*THE DATA*
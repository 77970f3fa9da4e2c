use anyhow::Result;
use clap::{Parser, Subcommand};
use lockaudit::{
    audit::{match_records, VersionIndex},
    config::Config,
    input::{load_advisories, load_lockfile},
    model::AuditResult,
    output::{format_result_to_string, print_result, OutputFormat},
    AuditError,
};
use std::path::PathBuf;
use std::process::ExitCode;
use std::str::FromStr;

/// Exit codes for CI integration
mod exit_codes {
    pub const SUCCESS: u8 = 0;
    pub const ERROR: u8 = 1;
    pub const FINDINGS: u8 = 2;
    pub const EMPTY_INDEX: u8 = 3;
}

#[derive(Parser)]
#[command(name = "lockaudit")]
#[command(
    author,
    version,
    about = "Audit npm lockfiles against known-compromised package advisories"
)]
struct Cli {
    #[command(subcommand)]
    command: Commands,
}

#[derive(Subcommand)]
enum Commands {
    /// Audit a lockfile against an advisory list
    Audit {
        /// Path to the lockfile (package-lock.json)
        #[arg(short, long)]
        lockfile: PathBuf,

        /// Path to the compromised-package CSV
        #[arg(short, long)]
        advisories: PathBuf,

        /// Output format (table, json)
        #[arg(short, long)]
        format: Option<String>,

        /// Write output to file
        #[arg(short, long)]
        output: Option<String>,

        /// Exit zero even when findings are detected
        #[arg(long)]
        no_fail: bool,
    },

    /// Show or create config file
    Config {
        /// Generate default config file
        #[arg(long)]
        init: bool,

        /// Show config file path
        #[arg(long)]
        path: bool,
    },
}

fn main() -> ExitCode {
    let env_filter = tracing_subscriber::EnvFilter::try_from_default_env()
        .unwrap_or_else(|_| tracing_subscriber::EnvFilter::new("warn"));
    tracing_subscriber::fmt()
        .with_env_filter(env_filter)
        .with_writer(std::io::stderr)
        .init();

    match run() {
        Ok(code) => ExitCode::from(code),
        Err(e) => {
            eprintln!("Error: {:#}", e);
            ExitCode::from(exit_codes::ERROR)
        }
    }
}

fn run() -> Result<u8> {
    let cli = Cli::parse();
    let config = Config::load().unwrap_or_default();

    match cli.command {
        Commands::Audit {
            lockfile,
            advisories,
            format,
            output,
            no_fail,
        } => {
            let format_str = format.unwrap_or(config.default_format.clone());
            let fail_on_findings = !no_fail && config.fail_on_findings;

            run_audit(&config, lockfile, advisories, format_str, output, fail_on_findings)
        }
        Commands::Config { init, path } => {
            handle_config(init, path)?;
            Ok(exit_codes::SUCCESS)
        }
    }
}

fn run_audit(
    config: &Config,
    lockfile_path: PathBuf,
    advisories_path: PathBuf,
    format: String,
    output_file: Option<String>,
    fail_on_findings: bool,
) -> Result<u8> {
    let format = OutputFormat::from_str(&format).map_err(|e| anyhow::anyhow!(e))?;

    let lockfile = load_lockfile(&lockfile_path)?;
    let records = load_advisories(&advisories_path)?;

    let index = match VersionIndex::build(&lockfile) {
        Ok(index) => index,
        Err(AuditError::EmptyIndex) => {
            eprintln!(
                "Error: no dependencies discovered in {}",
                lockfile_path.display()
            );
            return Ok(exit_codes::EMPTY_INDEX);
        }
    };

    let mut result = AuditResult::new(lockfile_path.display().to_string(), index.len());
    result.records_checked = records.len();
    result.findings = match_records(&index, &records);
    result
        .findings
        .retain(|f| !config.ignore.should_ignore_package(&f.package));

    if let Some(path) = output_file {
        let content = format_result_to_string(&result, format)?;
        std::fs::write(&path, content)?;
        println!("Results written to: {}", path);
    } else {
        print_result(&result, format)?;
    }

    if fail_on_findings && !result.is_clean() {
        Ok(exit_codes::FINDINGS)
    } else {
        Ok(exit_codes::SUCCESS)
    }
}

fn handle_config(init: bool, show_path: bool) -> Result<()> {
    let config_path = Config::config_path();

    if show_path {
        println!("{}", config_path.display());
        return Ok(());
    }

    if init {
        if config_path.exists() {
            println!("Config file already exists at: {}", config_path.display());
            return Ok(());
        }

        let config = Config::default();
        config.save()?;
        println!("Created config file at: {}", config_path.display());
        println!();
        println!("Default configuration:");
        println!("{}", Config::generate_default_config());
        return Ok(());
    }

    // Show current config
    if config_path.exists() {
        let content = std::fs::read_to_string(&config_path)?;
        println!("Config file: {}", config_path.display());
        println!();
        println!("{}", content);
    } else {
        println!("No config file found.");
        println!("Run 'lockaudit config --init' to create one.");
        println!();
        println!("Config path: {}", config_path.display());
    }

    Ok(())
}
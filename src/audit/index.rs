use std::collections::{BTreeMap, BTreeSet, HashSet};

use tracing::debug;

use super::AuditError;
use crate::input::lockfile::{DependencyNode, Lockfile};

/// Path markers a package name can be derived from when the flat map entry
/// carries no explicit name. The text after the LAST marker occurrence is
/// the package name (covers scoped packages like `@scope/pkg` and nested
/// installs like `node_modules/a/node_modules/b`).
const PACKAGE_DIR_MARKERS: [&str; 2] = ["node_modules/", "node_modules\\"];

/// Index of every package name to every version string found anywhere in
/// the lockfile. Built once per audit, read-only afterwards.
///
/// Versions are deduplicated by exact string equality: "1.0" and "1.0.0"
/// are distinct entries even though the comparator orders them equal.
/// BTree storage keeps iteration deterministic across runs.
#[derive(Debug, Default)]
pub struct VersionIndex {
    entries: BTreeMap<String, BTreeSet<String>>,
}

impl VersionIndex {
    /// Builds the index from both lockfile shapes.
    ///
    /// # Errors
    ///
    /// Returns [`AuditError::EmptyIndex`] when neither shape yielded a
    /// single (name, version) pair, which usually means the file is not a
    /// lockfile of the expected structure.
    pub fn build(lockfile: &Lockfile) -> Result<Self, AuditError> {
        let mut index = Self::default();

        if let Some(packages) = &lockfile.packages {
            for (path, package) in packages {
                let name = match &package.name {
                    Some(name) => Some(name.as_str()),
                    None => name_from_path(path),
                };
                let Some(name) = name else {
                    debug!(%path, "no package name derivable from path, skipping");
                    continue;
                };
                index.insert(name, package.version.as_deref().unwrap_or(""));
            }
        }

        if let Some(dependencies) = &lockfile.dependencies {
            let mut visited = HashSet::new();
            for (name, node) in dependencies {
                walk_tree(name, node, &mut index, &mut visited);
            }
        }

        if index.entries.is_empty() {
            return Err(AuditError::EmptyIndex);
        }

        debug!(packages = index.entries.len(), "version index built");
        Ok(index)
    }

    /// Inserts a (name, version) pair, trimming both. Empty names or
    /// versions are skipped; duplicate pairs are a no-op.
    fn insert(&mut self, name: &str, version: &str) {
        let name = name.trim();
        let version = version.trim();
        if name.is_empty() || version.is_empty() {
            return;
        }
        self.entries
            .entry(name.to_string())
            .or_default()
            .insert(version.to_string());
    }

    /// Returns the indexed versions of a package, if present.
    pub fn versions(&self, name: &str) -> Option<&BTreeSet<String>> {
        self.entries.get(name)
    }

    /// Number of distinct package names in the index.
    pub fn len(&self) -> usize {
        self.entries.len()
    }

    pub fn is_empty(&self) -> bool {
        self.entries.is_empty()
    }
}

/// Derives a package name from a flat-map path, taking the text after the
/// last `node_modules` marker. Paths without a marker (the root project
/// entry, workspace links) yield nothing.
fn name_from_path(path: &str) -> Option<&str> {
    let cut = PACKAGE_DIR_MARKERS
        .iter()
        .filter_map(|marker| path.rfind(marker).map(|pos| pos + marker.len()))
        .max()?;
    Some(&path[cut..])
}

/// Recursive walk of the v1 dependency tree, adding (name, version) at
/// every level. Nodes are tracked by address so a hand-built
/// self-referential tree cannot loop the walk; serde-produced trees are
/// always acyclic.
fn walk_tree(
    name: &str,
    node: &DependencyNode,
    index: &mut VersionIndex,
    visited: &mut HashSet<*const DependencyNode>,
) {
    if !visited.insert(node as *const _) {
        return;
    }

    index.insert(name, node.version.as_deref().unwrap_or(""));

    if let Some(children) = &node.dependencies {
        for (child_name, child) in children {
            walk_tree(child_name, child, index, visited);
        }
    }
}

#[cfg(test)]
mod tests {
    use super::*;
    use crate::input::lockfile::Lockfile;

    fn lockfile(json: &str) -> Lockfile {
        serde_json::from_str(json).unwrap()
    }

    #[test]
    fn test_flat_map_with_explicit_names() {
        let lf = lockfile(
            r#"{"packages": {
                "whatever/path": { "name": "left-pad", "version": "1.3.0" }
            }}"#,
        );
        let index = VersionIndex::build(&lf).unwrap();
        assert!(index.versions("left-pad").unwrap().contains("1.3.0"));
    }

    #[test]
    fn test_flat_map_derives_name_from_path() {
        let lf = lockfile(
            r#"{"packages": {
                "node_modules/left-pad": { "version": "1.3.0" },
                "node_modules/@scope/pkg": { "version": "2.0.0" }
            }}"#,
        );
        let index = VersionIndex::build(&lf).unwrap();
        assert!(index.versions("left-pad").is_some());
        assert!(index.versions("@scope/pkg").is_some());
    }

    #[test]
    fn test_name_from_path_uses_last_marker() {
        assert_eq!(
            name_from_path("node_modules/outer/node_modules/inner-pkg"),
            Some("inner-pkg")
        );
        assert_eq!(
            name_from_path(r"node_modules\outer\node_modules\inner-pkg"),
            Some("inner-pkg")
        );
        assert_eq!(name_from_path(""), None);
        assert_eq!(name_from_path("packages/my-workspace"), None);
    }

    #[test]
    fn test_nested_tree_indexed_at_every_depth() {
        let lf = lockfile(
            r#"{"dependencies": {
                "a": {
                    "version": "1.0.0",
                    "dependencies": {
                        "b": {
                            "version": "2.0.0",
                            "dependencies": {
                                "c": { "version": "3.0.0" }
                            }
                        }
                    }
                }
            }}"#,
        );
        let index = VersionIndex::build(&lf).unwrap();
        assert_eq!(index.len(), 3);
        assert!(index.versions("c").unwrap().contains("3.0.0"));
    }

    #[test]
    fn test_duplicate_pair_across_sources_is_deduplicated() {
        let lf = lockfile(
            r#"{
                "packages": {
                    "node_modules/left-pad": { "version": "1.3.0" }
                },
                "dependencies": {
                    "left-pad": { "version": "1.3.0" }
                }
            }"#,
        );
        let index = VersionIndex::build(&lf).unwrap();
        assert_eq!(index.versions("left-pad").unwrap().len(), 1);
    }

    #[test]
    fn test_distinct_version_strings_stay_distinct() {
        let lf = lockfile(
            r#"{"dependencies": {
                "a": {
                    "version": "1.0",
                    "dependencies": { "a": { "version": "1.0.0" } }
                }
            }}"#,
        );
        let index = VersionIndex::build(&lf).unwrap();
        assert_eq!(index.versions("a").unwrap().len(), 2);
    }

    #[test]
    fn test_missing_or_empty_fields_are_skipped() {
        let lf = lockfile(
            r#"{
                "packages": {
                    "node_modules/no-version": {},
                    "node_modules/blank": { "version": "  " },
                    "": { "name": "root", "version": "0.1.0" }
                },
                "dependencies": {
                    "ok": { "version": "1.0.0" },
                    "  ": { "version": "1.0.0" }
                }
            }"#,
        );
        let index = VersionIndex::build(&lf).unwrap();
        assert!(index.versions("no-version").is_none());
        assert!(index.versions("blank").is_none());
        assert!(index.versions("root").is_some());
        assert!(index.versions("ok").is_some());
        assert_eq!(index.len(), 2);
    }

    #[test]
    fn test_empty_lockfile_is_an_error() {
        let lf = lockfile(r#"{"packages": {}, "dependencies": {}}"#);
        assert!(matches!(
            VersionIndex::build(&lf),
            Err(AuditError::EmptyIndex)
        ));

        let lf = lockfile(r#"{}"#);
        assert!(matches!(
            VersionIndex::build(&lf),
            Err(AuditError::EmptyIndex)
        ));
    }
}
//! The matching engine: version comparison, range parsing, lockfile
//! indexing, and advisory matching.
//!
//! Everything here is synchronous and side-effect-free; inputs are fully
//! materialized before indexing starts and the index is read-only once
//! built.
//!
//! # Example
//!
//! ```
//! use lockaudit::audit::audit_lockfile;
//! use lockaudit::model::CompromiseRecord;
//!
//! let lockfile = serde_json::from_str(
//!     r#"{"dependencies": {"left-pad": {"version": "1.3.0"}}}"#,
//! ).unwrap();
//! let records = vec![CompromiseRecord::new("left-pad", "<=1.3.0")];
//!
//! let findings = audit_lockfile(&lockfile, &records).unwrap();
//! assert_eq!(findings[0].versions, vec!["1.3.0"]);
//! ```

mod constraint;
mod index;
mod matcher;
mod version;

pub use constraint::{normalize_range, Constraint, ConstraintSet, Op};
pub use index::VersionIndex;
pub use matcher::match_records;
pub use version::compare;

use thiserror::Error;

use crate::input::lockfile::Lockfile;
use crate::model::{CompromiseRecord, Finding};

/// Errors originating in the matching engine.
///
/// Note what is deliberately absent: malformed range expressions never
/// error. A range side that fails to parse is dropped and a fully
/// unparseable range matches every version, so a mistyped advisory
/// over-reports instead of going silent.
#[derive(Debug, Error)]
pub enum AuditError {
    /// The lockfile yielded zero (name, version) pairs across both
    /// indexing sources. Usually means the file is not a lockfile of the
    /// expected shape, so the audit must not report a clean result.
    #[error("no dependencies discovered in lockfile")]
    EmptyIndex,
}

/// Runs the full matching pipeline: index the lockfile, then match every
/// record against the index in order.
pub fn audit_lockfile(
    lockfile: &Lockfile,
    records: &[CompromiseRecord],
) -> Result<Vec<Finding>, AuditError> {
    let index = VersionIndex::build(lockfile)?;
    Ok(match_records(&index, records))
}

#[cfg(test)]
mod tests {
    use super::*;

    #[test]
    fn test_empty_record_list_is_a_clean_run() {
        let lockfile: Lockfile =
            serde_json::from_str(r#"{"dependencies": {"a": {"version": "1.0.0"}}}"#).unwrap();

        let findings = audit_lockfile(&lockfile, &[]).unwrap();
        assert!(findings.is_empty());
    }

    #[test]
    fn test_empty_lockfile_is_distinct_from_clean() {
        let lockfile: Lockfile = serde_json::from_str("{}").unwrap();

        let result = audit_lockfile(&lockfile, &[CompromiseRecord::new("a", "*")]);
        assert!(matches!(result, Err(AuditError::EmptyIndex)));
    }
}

*PROBLEM REQUIREMENTS*
What lines above hold the word "contains"? Pull each one out.

*EXERCISE RESULT*
        assert!(index.versions("left-pad").unwrap().contains("1.3.0"));
        assert!(index.versions("c").unwrap().contains("3.0.0"));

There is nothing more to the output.